We found no mutations within the furin cleavage site. One sequence (case ID #5) contained two additional non-synonymous mutations in NsP3, unique in our dataset, T2987C (F908L) and T3012C (L916S), whose significance is unclear. Interestingly, the simultaneous presence of multiple variants was noted in one patient (case ID #10) as two double peaks were observable in the electropherograms of the S sequences: 23000C/T and 23222G/A (Supplementary Fig. S1).

The three common mutations (C3037T, C14408T, and A23403G) belong to the β group of mutations (Kumar et al., 2021) previously not found in samples collected before late January 2020. All globally circulating genomes with β mutations also carry three ⍺ mutations (T18060C, T8782C, and C28144T), inferred to precede them temporally; however, these mutations lie outside the fragments sequenced in this study. Nonetheless, the mutation order analysis (Kumar et al., 2021) predicts that these mutations are likely to be present in the pre-pandemic strains, implying that these strains could be at least six mutations away from the inferred SARS-CoV-2 progenitor strain and belong to the αβ lineage, which has produced almost all the major offspring strains circulating today (Fig. 2). Finally, among the 125 sequence reads obtained by others from samples collected in Brazil in late 2019 (Fongaro et al., 2021) that could be mapped towards the reference strain we observed mutations β3 (C14408T), ⍺2 (T8782C), and ⍺3 (C28144T).

Since all three β mutations were present in samples collected on October 17, 2019, we estimate that the progenitor of SARS-CoV-2 could have already existed 11.6–16.2 weeks earlier than October 17, i.e., in late June 2019 to late July 2019, using a simple extrapolation assuming six mutations from the ancestral genome, constant substitution rate, and the published range of mutation rate estimates (Kumar et al., 2021; Pekar et al., 2021).

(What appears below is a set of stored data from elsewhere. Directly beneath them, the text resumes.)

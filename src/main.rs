use std::env;
use std::io::{self, Write};
use std::path::PathBuf;
use std::process::ExitCode;

use anyhow::{Context, Result};
use colored::Colorize;
use log::{debug, info};

use filehound::prelude::*;

fn main() -> ExitCode {
    human_panic::setup_panic!();

    match run() {
        Ok(()) => ExitCode::SUCCESS,
        Err(e) => {
            let message = format!("error: {e:#}");
            let colored_message = format!("{} {e:#}", "error:".red().bold());
            eprintln!("{}", format_message(&message, &colored_message));
            ExitCode::FAILURE
        }
    }
}

fn run() -> Result<()> {
    let matches = get_matches();

    init_logger(get_verbosity(&matches), get_log_file(&matches).as_deref())?;

    let config = resolve_search_config(&matches)?;
    debug!("Effective search profile: {config:?}");

    let cwd = env::current_dir().context("Failed to determine the current directory")?;
    let query = config.into_query(&cwd)?;
    info!("Searching {}", query.root().display());

    let files = query.find();
    info!("{} files found", files.len());

    match write_results(&files, get_output_mode(&matches)) {
        Err(e) if e.kind() == io::ErrorKind::BrokenPipe => Ok(()),
        other => other.context("Failed to write results"),
    }
}

fn write_results(files: &[PathBuf], mode: OutputMode) -> io::Result<()> {
    let mut out = io::stdout().lock();

    match mode {
        OutputMode::Count => writeln!(out, "{}", files.len())?,
        OutputMode::Lines => write_paths(&mut out, files, b'\n')?,
        OutputMode::Nul => write_paths(&mut out, files, b'\0')?,
    }

    out.flush()
}

// Paths are written as raw bytes so names that are not valid UTF-8 survive
fn write_paths(out: &mut impl Write, files: &[PathBuf], terminator: u8) -> io::Result<()> {
    for file in files {
        out.write_all(file.as_os_str().as_encoded_bytes())?;
        out.write_all(&[terminator])?;
    }
    Ok(())
}
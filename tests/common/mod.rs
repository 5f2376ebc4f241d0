#![allow(dead_code)]

use std::fs;
use std::path::{Path, PathBuf};

use tempfile::{TempDir, tempdir};

/// Creates `files` (relative path, byte length) below a fresh temporary directory
pub fn fixture(files: &[(&str, usize)]) -> TempDir {
    let temp_dir = tempdir().expect("Failed to create temporary directory");
    for (relative, len) in files {
        let path = temp_dir.path().join(relative);
        if let Some(parent) = path.parent() {
            fs::create_dir_all(parent).expect("Failed to create fixture directory");
        }
        fs::write(&path, "x".repeat(*len)).expect("Failed to write fixture file");
    }
    temp_dir
}

/// `a.json` (0 bytes), `b.json` (20 bytes), `dummy.txt` (0 bytes)
pub fn just_files() -> TempDir {
    fixture(&[("a.json", 0), ("b.json", 20), ("dummy.txt", 0)])
}

/// `c.json`, `d.json`, `mydir/e.json`
pub fn nested() -> TempDir {
    fixture(&[("c.json", 2), ("d.json", 2), ("mydir/e.json", 2)])
}

/// Files at depths 0 through 3
pub fn deeply_nested() -> TempDir {
    fixture(&[
        ("c.json", 2),
        ("d.json", 2),
        ("mydir/e.json", 2),
        ("mydir/mydir2/f.json", 2),
        ("mydir/mydir2/y.json", 2),
        ("mydir/mydir2/mydir3/z.json", 2),
    ])
}

/// Json files with assorted names plus a few that are not json
pub fn mixed() -> TempDir {
    fixture(&[
        ("a.json", 1),
        ("aabbcc.json", 1),
        ("ab.json", 1),
        ("z.json", 1),
        ("notes.txt", 1),
        ("README", 1),
    ])
}

/// Two dotfiles next to an ordinary text file
pub fn dotfiles() -> TempDir {
    fixture(&[(".env", 1), (".txt", 1), ("a.txt", 1)])
}

/// Joins relative names onto `root`, keeping the given order
pub fn qualify(root: &Path, names: &[&str]) -> Vec<PathBuf> {
    names.iter().map(|name| root.join(name)).collect()
}
use std::path::Path;

use anyhow::Result;
use chrono::SecondsFormat;
use fern::Dispatch;
use fern::colors::{Color, ColoredLevelConfig};
use log::LevelFilter;

/// Verbosity level for logging
///
/// Results go to stdout, so everything logged here goes to stderr and the
/// default level only lets warnings through.
#[derive(Debug, Clone, Copy, PartialEq, Eq)]
pub enum LogLevel {
    /// Error messages only
    Error,
    /// Warning and error messages (default)
    Warning,
    /// Info, warning, and error messages
    Info,
    /// Debug, info, warning, and error messages
    Debug,
    /// Trace, debug, info, warning, and error messages
    Trace,
}

impl LogLevel {
    /// Convert verbosity level to log::LevelFilter
    pub fn to_level_filter(&self) -> LevelFilter {
        match self {
            LogLevel::Error => LevelFilter::Error,
            LogLevel::Warning => LevelFilter::Warn,
            LogLevel::Info => LevelFilter::Info,
            LogLevel::Debug => LevelFilter::Debug,
            LogLevel::Trace => LevelFilter::Trace,
        }
    }

    /// Get the verbosity level from the number of occurrences of a flag
    pub fn from_occurrences(occurrences: u8) -> Self {
        match occurrences {
            0 => LogLevel::Warning, // Default
            1 => LogLevel::Info,    // -v
            2 => LogLevel::Debug,   // -vv
            _ => LogLevel::Trace,   // -vvv or more
        }
    }
}

/// Initialise the logger with the specified verbosity level
///
/// Messages always go to stderr; when `log_file` is given they are also
/// appended to that file with a timestamp and target.
pub fn init_logger(verbosity: LogLevel, log_file: Option<&Path>) -> Result<()> {
    let base_logger = Dispatch::new().level(verbosity.to_level_filter());

    let colors_line = ColoredLevelConfig::new()
        .error(Color::Red)
        .warn(Color::Yellow)
        .info(Color::White)
        .debug(Color::White)
        .trace(Color::BrightBlack);

    let use_colors = atty::is(atty::Stream::Stderr);
    let output_logger = Dispatch::new()
        .format(move |out, message, record| {
            if use_colors {
                out.finish(format_args!(
                    "\x1B[{}m{}\x1B[0m",
                    colors_line.get_color(&record.level()).to_fg_str(),
                    message
                ))
            } else {
                out.finish(format_args!("{}: {}", record.level(), message))
            }
        })
        .level(verbosity.to_level_filter())
        .chain(std::io::stderr());

    match log_file {
        Some(path) => {
            let file_logger = Dispatch::new()
                .format(|out, message, record| {
                    out.finish(format_args!(
                        "[{} {} {}] {}",
                        chrono::Local::now().to_rfc3339_opts(SecondsFormat::Secs, true),
                        record.level(),
                        record.target(),
                        message
                    ))
                })
                .level(verbosity.to_level_filter())
                .chain(fern::log_file(path)?);
            base_logger
                .chain(file_logger)
                .chain(output_logger)
                .apply()?;
        }
        None => base_logger.chain(output_logger).apply()?,
    }

    log::debug!("Logger initialized with verbosity level: {verbosity:?}");

    Ok(())
}

/// Format a message with colour support
///
/// Diagnostics are written to stderr, so colour is used only when stderr is
/// a terminal.
pub fn format_message(message: &str, colored_message: &str) -> String {
    if atty::is(atty::Stream::Stderr) {
        colored_message.to_string()
    } else {
        message.to_string()
    }
}
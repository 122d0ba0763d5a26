//! Thrift RPC client
//!
//! Speaks the same `ThriftSourceProtocol` as the listener, so it can drive a
//! bridge (or a real Flume Thrift source) from Rust. One call is in flight
//! at a time per client.

use crate::config::{Protocol, DEFAULT_MAX_FRAME_SIZE};
use crate::error::{BridgeError, Result};
use crate::thrift::{
    decode_reply, encode_append, encode_append_batch, read_frame, write_frame, CodecError,
};
use flume_bridge_core::{Event, Status};
use std::time::Duration;
use tokio::net::{TcpStream, ToSocketAddrs};
use tracing::debug;

/// Default time to wait for a reply
pub const DEFAULT_REQUEST_TIMEOUT: Duration = Duration::from_secs(20);

/// Client connection to a Thrift source
#[derive(Debug)]
pub struct RpcClient {
    stream: TcpStream,
    protocol: Protocol,
    seq: i32,
    request_timeout: Duration,
}

impl RpcClient {
    /// Connect to a listener using `protocol`
    pub async fn connect(addr: impl ToSocketAddrs, protocol: Protocol) -> Result<Self> {
        let stream = TcpStream::connect(addr).await?;
        stream.set_nodelay(true)?;
        debug!(peer = ?stream.peer_addr().ok(), %protocol, "Connected to Thrift source");

        Ok(Self {
            stream,
            protocol,
            seq: 0,
            request_timeout: DEFAULT_REQUEST_TIMEOUT,
        })
    }

    /// Override the reply timeout
    pub fn request_timeout(mut self, timeout: Duration) -> Self {
        self.request_timeout = timeout;
        self
    }

    /// Send one event
    pub async fn append(&mut self, event: &Event) -> Result<Status> {
        let seq = self.next_seq();
        let frame = encode_append(self.protocol, seq, event)?;
        self.call(seq, &frame).await
    }

    /// Send events as one batch
    pub async fn append_batch(&mut self, events: &[Event]) -> Result<Status> {
        let seq = self.next_seq();
        let frame = encode_append_batch(self.protocol, seq, events)?;
        self.call(seq, &frame).await
    }

    async fn call(&mut self, seq: i32, frame: &[u8]) -> Result<Status> {
        let stream = &mut self.stream;
        let exchange = async move {
            write_frame(stream, frame).await?;
            let reply = read_frame(stream, DEFAULT_MAX_FRAME_SIZE).await?;
            reply.ok_or_else(|| {
                CodecError::Io(std::io::Error::new(
                    std::io::ErrorKind::UnexpectedEof,
                    "connection closed before reply",
                ))
            })
        };

        let reply = tokio::time::timeout(self.request_timeout, exchange)
            .await
            .map_err(|_| {
                BridgeError::Io(std::io::Error::new(
                    std::io::ErrorKind::TimedOut,
                    "timed out waiting for reply",
                ))
            })??;

        let reply = decode_reply(self.protocol, &reply)?;
        if reply.seq != seq {
            return Err(CodecError::Unexpected(format!(
                "reply sequence {} does not match call {seq}",
                reply.seq
            ))
            .into());
        }
        Ok(reply.status)
    }

    fn next_seq(&mut self) -> i32 {
        self.seq = self.seq.wrapping_add(1);
        self.seq
    }
}
//! Framed transport: 4-byte big-endian length, then the message

use super::CodecError;
use bytes::{BufMut, BytesMut};
use tokio::io::{AsyncRead, AsyncReadExt, AsyncWrite, AsyncWriteExt};

/// Read one frame
///
/// Returns `Ok(None)` when the peer closed the connection between frames.
pub async fn read_frame<R>(reader: &mut R, max_frame_size: usize) -> Result<Option<Vec<u8>>, CodecError>
where
    R: AsyncRead + Unpin,
{
    let len = match reader.read_u32().await {
        Ok(len) => len as usize,
        Err(e) if e.kind() == std::io::ErrorKind::UnexpectedEof => return Ok(None),
        Err(e) => return Err(e.into()),
    };

    if len > max_frame_size {
        return Err(CodecError::FrameTooLarge {
            size: len,
            limit: max_frame_size,
        });
    }

    let mut frame = vec![0u8; len];
    reader.read_exact(&mut frame).await?;
    Ok(Some(frame))
}

/// Write one frame and flush it
pub async fn write_frame<W>(writer: &mut W, message: &[u8]) -> Result<(), CodecError>
where
    W: AsyncWrite + Unpin,
{
    let len = u32::try_from(message.len()).map_err(|_| CodecError::FrameTooLarge {
        size: message.len(),
        limit: u32::MAX as usize,
    })?;

    let mut buf = BytesMut::with_capacity(4 + message.len());
    buf.put_u32(len);
    buf.put_slice(message);

    writer.write_all(&buf).await?;
    writer.flush().await?;
    Ok(())
}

Given that only short partial sequences are available and that the level of sequence divergence is low, more sophisticated molecular clock methods, including those which allow for variable clock rates (Miura et al., 2020; Fisher et al., 2021) are not directly applicable, and estimate precision is likely low.

4. Discussion

4.1. SARS-CoV-2 and measles-like rash

There is a clear association between morbilliform eruptions and SARS-CoV-2 infection (Freeman et al., 2021), although diagnosis remains challenging given the non-specific clinical spectrum, inconsistencies in laboratory results, and the lack of an optimal time for testing (Freeman et al., 2021). While antibody testing might not provide a definitive diagnosis, especially in cases of sustained viral spread, molecular detection of the virus is complicated by lower viral loads. In fact, all samples that we identified as SARS-CoV-2-positive (pre-pandemic and pandemic cases) were positive only after two rounds of amplification. Although the use of nested-PCRs could raise concerns of false positivity, due to the high sensitivity of this method, the totality of results show that this interpretation is unlikely. The lack of viral detection in all negative controls and in samples collected from the control cohort as well as the identification of unique mutations in two of the obtained sequences provide strong support for the biological plausibility of obtained results. Additionally, there was concordance between our test results and diagnostics performed at the hospital as none of the respiratory samples obtained during the pandemic period tested positive, while SARS-CoV-2 RNA was identified only in urine samples collected from two patients during this period. The heterogeneous pattern of positivity found for these samples, which is indicative of low viral load and potentially of RNA degradation after long-term storage, makes viral determination difficult and complicates diagnostics.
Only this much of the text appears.